1970 film directed by Arthur Hiller

Love Story is a 1970 American romantic drama film directed by Arthur Hiller, written by Erich Segal (who concurrently adapted his screenplay into a 1970 novel). It stars Ali MacGraw and Ryan O'Neal, and features John Marley, Ray Milland, and Tommy Lee Jones in his film debut. The film is about a relationship between two students at Harvard College — the upper-class Oliver Barrett IV (O'Neal) and the working-class Jenny Cavilleri (MacGraw) — who are eventually affected by tragedy.

The film was released by Paramount Pictures on December 16, 1970. It was a major critical and commercial success, and was nominated for seven Academy Awards, including Best Picture, Best Director, Best Actor (for O'Neal), and Best Actress (for MacGraw). The film's theme song, "(Where Do I Begin?) Love Story", was nominated for two Grammy Awards.

Love Story proved a pop culture sensation of the 1970s, spawning several imitations, parodies, and homages, and is credited with having re-energized the cinematic melodrama in Hollywood. A sequel film, Oliver's Story, followed in 1978. The film is considered one of the most romantic by the American Film Institute (No. 9 on the list) and is one of the highest-grossing films of all time adjusted for inflation.

==Plot==
Oliver Barrett IV, heir of an upper-class family, attends Harvard College, where he majors in social studies and plays ice hockey. He meets Jennifer "Jenny" Cavilleri, a quick-witted, working-class Radcliffe College student majoring in classical music. He invites her to a hockey game versus Dartmouth College and they fall in love despite their differences.

Later, Oliver's father drives a long distance to Ithaca, New York, to see his son's hockey game against Cornell University for the All-Ivy title. Barrett is suspended from the game for fighting and Harvard loses to Cornell, 4–3. Oliver turns down his father's offer of a steak dinner and help in getting into Harvard Law School.

Jenny reveals that she has a scholarship arranged for after her Radcliffe graduation to study in Paris with Nadia Boulanger. Oliver is upset that he does not figure in Jenny's plans and proposes marriage. She accepts his proposal and he takes her to the Barrett mansion to meet his parents, who are uncomfortable with her Italian-American and blue-collar background. Oliver's father says he will cut him off financially if he marries Jenny.

They visit her father, Phil, a widowed baker in Cranston, Rhode Island, who wants Oliver to get along with his father.
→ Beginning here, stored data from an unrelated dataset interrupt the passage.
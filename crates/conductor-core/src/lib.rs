//! Core types and traits for the conductor orchestration system.
//!
//! This crate provides the task and subtask data model, the base error
//! taxonomy, and the trait seams through which the orchestrator reaches
//! capability providers and message sources.

/// Error types and result definitions.
pub mod error;
/// Well-known provider keys and action names.
pub mod keys;
/// Trait definitions for capability providers and message sources.
pub mod traits;
/// Core data types for tasks, subtasks, results, and messages.
pub mod types;

pub use error::{Error, Result};
pub use traits::{CapabilityProvider, MessageSource};
pub use types::{
    ChatMessage, DeepAnalysis, FollowUpTask, InvocationOutcome, MessageAuthor, MessageChannel,
    MessagePage, MessageQuery, ResultData, SubTask, SubTaskId, SubTaskStatus, Task, TaskCategory,
    TaskId, TaskPriority, TaskStatus, UnifiedResult,
};
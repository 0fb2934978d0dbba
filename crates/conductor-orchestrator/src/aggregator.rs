//! Result aggregation: merges per-subtask outcomes into one unified result.
//!
//! The merge shape follows the task category; any subtask payload carrying
//! an `analysis` object additionally feeds cross-cutting insights,
//! recommendations, metrics, and follow-up proposals. Partial subtask
//! failure is tolerated: the task succeeds iff at least one subtask did.

use std::collections::BTreeMap;

use serde_json::{Value, json};

use conductor_core::keys::actions;
use conductor_core::types::{
    DeepAnalysis, FollowUpTask, ResultData, SubTask, SubTaskStatus, Task, TaskCategory,
    TaskPriority, UnifiedResult,
};

/// Fixed follow-up suggestions attached to every search result.
const SEARCH_SUGGESTIONS: &[&str] = &[
    "Narrow the search with a channel or sender filter",
    "Restrict the time range to reduce noise",
    "Ask for an analysis of the matching conversations",
];

/// Category-aware merger of subtask outcomes.
#[derive(Debug, Clone, Copy, Default)]
pub struct ResultAggregator;

impl ResultAggregator {
    /// Builds the unified result for a task whose subtasks have settled.
    #[must_use]
    pub fn aggregate(&self, task: &Task) -> UnifiedResult {
        let completed: Vec<&SubTask> = task
            .subtasks
            .iter()
            .filter(|sub| sub.status == SubTaskStatus::Completed)
            .collect();
        let success = !completed.is_empty();

        let (basic_results, mut summary) = match task.category {
            TaskCategory::Search => merge_search(&completed),
            TaskCategory::Analyze => merge_analyze(&completed),
            TaskCategory::Create => merge_create(&completed),
            TaskCategory::Chat
            | TaskCategory::Workflow
            | TaskCategory::Notification => merge_chat(&completed),
        };

        let mut recommendations = Vec::new();
        if task.category == TaskCategory::Search {
            recommendations.extend(SEARCH_SUGGESTIONS.iter().map(|&text| text.to_owned()));
        }
        if task.category == TaskCategory::Analyze {
            for sub in &completed {
                if let Some(list) = sub
                    .result
                    .as_ref()
                    .and_then(|payload| payload.get("recommendations"))
                    .and_then(Value::as_array)
                {
                    for entry in list {
                        if let Some(text) = entry.as_str() {
                            push_unique(&mut recommendations, text.to_owned());
                        }
                    }
                }
            }
        }

        let deep_analysis = extract_deep_analysis(&completed);
        let mut follow_up_tasks = Vec::new();
        if let Some(analysis) = &deep_analysis {
            for line in &analysis.recommendations {
                push_unique(&mut recommendations, line.clone());
            }
            follow_up_tasks.extend(propose_follow_ups(analysis));
        }

        if !success {
            let failures = task
                .subtasks
                .iter()
                .filter_map(|sub| sub.error.as_deref())
                .collect::<Vec<_>>()
                .join("; ");
            summary = format!("No subtask succeeded: {failures}");
        }

        UnifiedResult {
            success,
            data: ResultData {
                task_type: task.category,
                user_query: task.query.clone(),
                basic_results,
                deep_analysis,
            },
            summary,
            recommendations,
            follow_up_tasks,
        }
    }
}

fn merge_search(completed: &[&SubTask]) -> (Vec<Value>, String) {
    let sources: Vec<&SubTask> = completed
        .iter()
        .filter(|sub| sub.action == actions::SEARCH)
        .copied()
        .collect();
    let results: Vec<Value> = sources
        .iter()
        .map(|sub| {
            json!({
                "source": sub.provider,
                "data": sub.result.clone().unwrap_or(Value::Null),
            })
        })
        .collect();
    let summary = format!("Searched {} sources", sources.len());
    (results, summary)
}

/// The analyze subtask's payload is the analysis body, verbatim.
fn merge_analyze(completed: &[&SubTask]) -> (Vec<Value>, String) {
    let analysis = completed
        .iter()
        .find(|sub| sub.action == actions::ANALYZE)
        .and_then(|sub| sub.result.clone());
    match analysis {
        Some(payload) => (vec![payload], "Analysis complete".to_owned()),
        None => (
            completed
                .iter()
                .filter_map(|sub| sub.result.clone())
                .collect(),
            "Analysis produced no payload".to_owned(),
        ),
    }
}

/// The first subtask's payload is the created artifact.
fn merge_create(completed: &[&SubTask]) -> (Vec<Value>, String) {
    let artifact = completed.first().and_then(|sub| sub.result.clone());
    match artifact {
        Some(payload) => (vec![payload], "Created the requested artifact".to_owned()),
        None => (Vec::new(), "Nothing was created".to_owned()),
    }
}

fn merge_chat(completed: &[&SubTask]) -> (Vec<Value>, String) {
    let response = completed
        .iter()
        .filter_map(|sub| sub.result.as_ref())
        .find_map(|payload| {
            payload
                .get("response")
                .and_then(Value::as_str)
                .map(str::to_owned)
        });
    let results: Vec<Value> = completed
        .iter()
        .filter_map(|sub| sub.result.clone())
        .collect();
    let summary = response.unwrap_or_else(|| "Done".to_owned());
    (results, summary)
}

/// Pulls cross-cutting signals out of any `analysis` payload among the
/// outcomes.
fn extract_deep_analysis(completed: &[&SubTask]) -> Option<DeepAnalysis> {
    let analysis = completed
        .iter()
        .filter_map(|sub| sub.result.as_ref())
        .find_map(|payload| payload.get("analysis"))?;

    let mut insights = Vec::new();
    let mut recommendations = Vec::new();
    let mut key_metrics = BTreeMap::new();

    if let Some(sentiment) = analysis.get("sentiment").filter(|value| !value.is_null()) {
        let label = sentiment
            .get("classification")
            .and_then(Value::as_str)
            .unwrap_or("neutral");
        let score = sentiment.get("score").and_then(Value::as_f64).unwrap_or(0.0);
        insights.push(format!("Overall sentiment is {label} (score {score:.2})"));
        key_metrics.insert("sentiment_score".to_owned(), score);
        if let Some(confidence) = sentiment.get("confidence").and_then(Value::as_f64) {
            key_metrics.insert("sentiment_confidence".to_owned(), confidence);
        }
    }

    if let Some(tasks) = analysis.get("tasks").and_then(Value::as_array) {
        let urgent = tasks
            .iter()
            .filter(|item| item.get("priority").and_then(Value::as_str) == Some("urgent"))
            .count();
        insights.push(format!(
            "{} action items extracted ({urgent} urgent)",
            tasks.len()
        ));
        key_metrics.insert("task_count".to_owned(), tasks.len() as f64);
        key_metrics.insert("urgent_task_count".to_owned(), urgent as f64);
    }

    if let Some(meetings) = analysis.get("meetings").and_then(Value::as_array) {
        if !meetings.is_empty() {
            let productive = meetings
                .iter()
                .filter(|thread| {
                    thread.get("sentiment").and_then(Value::as_str) == Some("productive")
                })
                .count();
            insights.push(format!(
                "{productive} of {} detected meetings look productive",
                meetings.len()
            ));
            key_metrics.insert("meeting_count".to_owned(), meetings.len() as f64);
        }
    }

    if let Some(team) = analysis
        .get("team_insights")
        .filter(|value| !value.is_null())
    {
        if let Some(score) = team.get("collaboration_score").and_then(Value::as_f64) {
            insights.push(format!("Collaboration score is {score:.0}/100"));
            key_metrics.insert("collaboration_score".to_owned(), score);
        }
        if let Some(minutes) = team
            .get("metrics")
            .and_then(|metrics| metrics.get("avg_response_minutes"))
            .and_then(Value::as_f64)
        {
            key_metrics.insert("avg_response_minutes".to_owned(), minutes);
        }
        if let Some(list) = team.get("recommendations").and_then(Value::as_array) {
            for entry in list {
                let priority = entry
                    .get("priority")
                    .and_then(Value::as_str)
                    .unwrap_or("medium");
                if let Some(description) = entry.get("description").and_then(Value::as_str) {
                    push_unique(&mut recommendations, format!("[{priority}] {description}"));
                }
            }
        }
    }

    if let Some(millis) = analysis.get("processing_time_ms").and_then(Value::as_f64) {
        key_metrics.insert("processing_time_ms".to_owned(), millis);
    }

    Some(DeepAnalysis {
        insights,
        recommendations,
        key_metrics,
    })
}

/// Urgent extracted tasks warrant a create follow-up.
fn propose_follow_ups(analysis: &DeepAnalysis) -> Vec<FollowUpTask> {
    let urgent = analysis
        .key_metrics
        .get("urgent_task_count")
        .copied()
        .unwrap_or(0.0);
    if urgent > 0.0 {
        vec![FollowUpTask {
            category: TaskCategory::Create,
            description: format!("Create tracked issues for {urgent:.0} urgent action items"),
            priority: TaskPriority::High,
        }]
    } else {
        Vec::new()
    }
}

fn push_unique(list: &mut Vec<String>, entry: String) {
    if !list.contains(&entry) {
        list.push(entry);
    }
}
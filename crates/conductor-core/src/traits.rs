use async_trait::async_trait;
use serde_json::Value;

use crate::types::{InvocationOutcome, MessagePage, MessageQuery};
use crate::Result;

/// Trait for pluggable capability providers reachable through the uniform
/// invocation contract.
///
/// Providers are registered by key with the orchestrator's registry; new
/// providers register without changing the scheduler.
#[async_trait]
pub trait CapabilityProvider: Send + Sync {
    /// Returns the registry key for this provider.
    fn key(&self) -> &'static str;

    /// Checks whether this provider is currently able to process requests.
    async fn is_available(&self) -> bool;

    /// Invokes one action with a parameter bag.
    ///
    /// Failures that belong to the action itself (bad input, empty results)
    /// are reported through [`InvocationOutcome`]; transport-level failures
    /// are returned as errors so the scheduler can retry them.
    ///
    /// # Errors
    ///
    /// Returns an error if the provider is unreachable or the action is not
    /// recognized.
    async fn invoke(&self, action: &str, params: &Value) -> Result<InvocationOutcome>;
}

/// Trait for collaborators that deliver conversational messages to the
/// text-analytics cascade.
#[async_trait]
pub trait MessageSource: Send + Sync {
    /// Loads messages for one context, oldest first, honoring the query
    /// filters.
    ///
    /// # Errors
    ///
    /// Returns an error if the underlying store cannot be reached.
    async fn load(&self, context_id: &str, query: &MessageQuery) -> Result<MessagePage>;
}
//! Mock capability provider for testing orchestration workflows.
//!
//! Allows defining canned outcomes per action, enabling end-to-end testing
//! of scheduling, retry, and aggregation behavior without real backends.

use std::collections::HashMap;
use std::sync::{Arc, Mutex, MutexGuard};
use std::time::{Duration, Instant};

use async_trait::async_trait;
use serde_json::{Value, json};

use conductor_core::types::InvocationOutcome;
use conductor_core::{CapabilityProvider, Error, Result};

/// One recorded invocation.
#[derive(Debug, Clone)]
pub struct RecordedCall {
    /// Invoked action name.
    pub action: String,
    /// Parameter bag the action was invoked with.
    pub params: Value,
    /// When the invocation started.
    pub started_at: Instant,
}

fn lock_ignore_poison<T>(mutex: &Mutex<T>) -> MutexGuard<'_, T> {
    match mutex.lock() {
        Ok(guard) => guard,
        Err(poisoned) => poisoned.into_inner(),
    }
}

/// Mock provider returning pre-defined outcomes per action.
#[derive(Clone)]
pub struct MockCapabilityProvider {
    key: &'static str,
    outcomes: Arc<Mutex<HashMap<String, InvocationOutcome>>>,
    transport_failures: Arc<Mutex<usize>>,
    delay: Option<Duration>,
    call_history: Arc<Mutex<Vec<RecordedCall>>>,
}

impl MockCapabilityProvider {
    /// Creates a mock registered under the given key.
    #[must_use]
    pub fn new(key: &'static str) -> Self {
        Self {
            key,
            outcomes: Arc::new(Mutex::new(HashMap::new())),
            transport_failures: Arc::new(Mutex::new(0)),
            delay: None,
            call_history: Arc::new(Mutex::new(Vec::new())),
        }
    }

    /// Cans a successful payload for one action.
    #[must_use]
    pub fn with_payload(self, action: impl Into<String>, payload: Value) -> Self {
        {
            let mut outcomes = lock_ignore_poison(&self.outcomes);
            outcomes.insert(action.into(), InvocationOutcome::ok(payload));
        }
        self
    }

    /// Cans a failed outcome for one action.
    #[must_use]
    pub fn with_failure(self, action: impl Into<String>, error: impl Into<String>) -> Self {
        {
            let mut outcomes = lock_ignore_poison(&self.outcomes);
            outcomes.insert(action.into(), InvocationOutcome::err(error));
        }
        self
    }

    /// Makes the first `count` invocations fail with a retryable transport
    /// error.
    #[must_use]
    pub fn with_transport_failures(self, count: usize) -> Self {
        {
            let mut failures = lock_ignore_poison(&self.transport_failures);
            *failures = count;
        }
        self
    }

    /// Adds an artificial latency to every invocation.
    #[must_use]
    pub fn with_delay(mut self, delay: Duration) -> Self {
        self.delay = Some(delay);
        self
    }

    /// Recorded invocations, in call order.
    #[must_use]
    pub fn calls(&self) -> Vec<RecordedCall> {
        lock_ignore_poison(&self.call_history).clone()
    }

    /// Number of recorded invocations.
    #[must_use]
    pub fn call_count(&self) -> usize {
        lock_ignore_poison(&self.call_history).len()
    }
}

#[async_trait]
impl CapabilityProvider for MockCapabilityProvider {
    fn key(&self) -> &'static str {
        self.key
    }

    async fn is_available(&self) -> bool {
        true
    }

    async fn invoke(&self, action: &str, params: &Value) -> Result<InvocationOutcome> {
        {
            let mut history = lock_ignore_poison(&self.call_history);
            history.push(RecordedCall {
                action: action.to_owned(),
                params: params.clone(),
                started_at: Instant::now(),
            });
        }

        if let Some(delay) = self.delay {
            tokio::time::sleep(delay).await;
        }

        let should_fail_transport = {
            let mut failures = lock_ignore_poison(&self.transport_failures);
            if *failures > 0 {
                *failures -= 1;
                true
            } else {
                false
            }
        };
        if should_fail_transport {
            return Err(Error::ProviderUnavailable(format!(
                "{} transport failure",
                self.key
            )));
        }

        let canned = {
            let outcomes = lock_ignore_poison(&self.outcomes);
            outcomes.get(action).cloned()
        };
        Ok(canned.unwrap_or_else(|| {
            InvocationOutcome::ok(json!({ "response": format!("{} handled {action}", self.key) }))
        }))
    }
}

#[cfg(test)]
mod tests {
    use super::*;

    #[tokio::test]
    async fn test_canned_payload_and_history() {
        let mock = MockCapabilityProvider::new("chat")
            .with_payload("chat", json!({ "response": "hello" }));

        let outcome = match mock.invoke("chat", &json!({ "message": "hi" })).await {
            Ok(outcome) => outcome,
            Err(error) => panic!("invoke failed: {error}"),
        };
        assert!(outcome.success);
        assert_eq!(outcome.data["response"], "hello");
        assert_eq!(mock.call_count(), 1);
        assert_eq!(mock.calls()[0].action, "chat");
    }

    #[tokio::test]
    async fn test_default_outcome_for_unmatched_action() {
        let mock = MockCapabilityProvider::new("mail");
        let outcome = match mock.invoke("search", &json!({})).await {
            Ok(outcome) => outcome,
            Err(error) => panic!("invoke failed: {error}"),
        };
        assert!(outcome.success);
        assert_eq!(outcome.data["response"], "mail handled search");
    }

    #[tokio::test]
    async fn test_transport_failures_then_recovery() {
        let mock = MockCapabilityProvider::new("files").with_transport_failures(2);

        assert!(mock.invoke("search", &json!({})).await.is_err());
        assert!(mock.invoke("search", &json!({})).await.is_err());
        assert!(mock.invoke("search", &json!({})).await.is_ok());
        assert_eq!(mock.call_count(), 3);
    }

    #[tokio::test]
    async fn test_canned_failure_is_outcome_not_error() {
        let mock = MockCapabilityProvider::new("issues").with_failure("create_issue", "quota hit");
        let outcome = match mock.invoke("create_issue", &json!({})).await {
            Ok(outcome) => outcome,
            Err(error) => panic!("invoke failed: {error}"),
        };
        assert!(!outcome.success);
        assert_eq!(outcome.error.as_deref(), Some("quota hit"));
    }
}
Phil wants a Catholic wedding but Oliver and Jenny marry themselves with him reciting "Song of the Open Road" by Walt Whitman and her reciting "Sonnet 22" by Elizabeth Barrett Browning.

Jenny works as a teacher but without his father's financial support the couple struggle to pay Oliver's way through Harvard Law School. Oliver graduates third in his class and takes a position at a high-powered New York City law firm. They are ready to start a family but fail to conceive. After Jenny undergoes three blood tests, Oliver is told that she is terminally ill.

Oliver attempts to continue as normal without telling Jenny of her condition, but she confronts her doctor and finds out the truth. Oliver buys tickets to Paris, but she declines to go, wanting only to spend time with him. Oliver seeks money from his estranged father to pay for Jenny's medical care, but as a matter of pride does not disclose the reason for this request. Although his father assumes an extramarital affair, which Oliver makes no attempt to deny, he lends the money anyway.

From her hospital bed, Jenny makes arrangements with her father for a Catholic funeral. She tells Oliver to not blame himself, insisting that he never held her back from music and Paris and it was worth it for the love they shared. Jenny's last wish is for Oliver to embrace her tightly as she dies.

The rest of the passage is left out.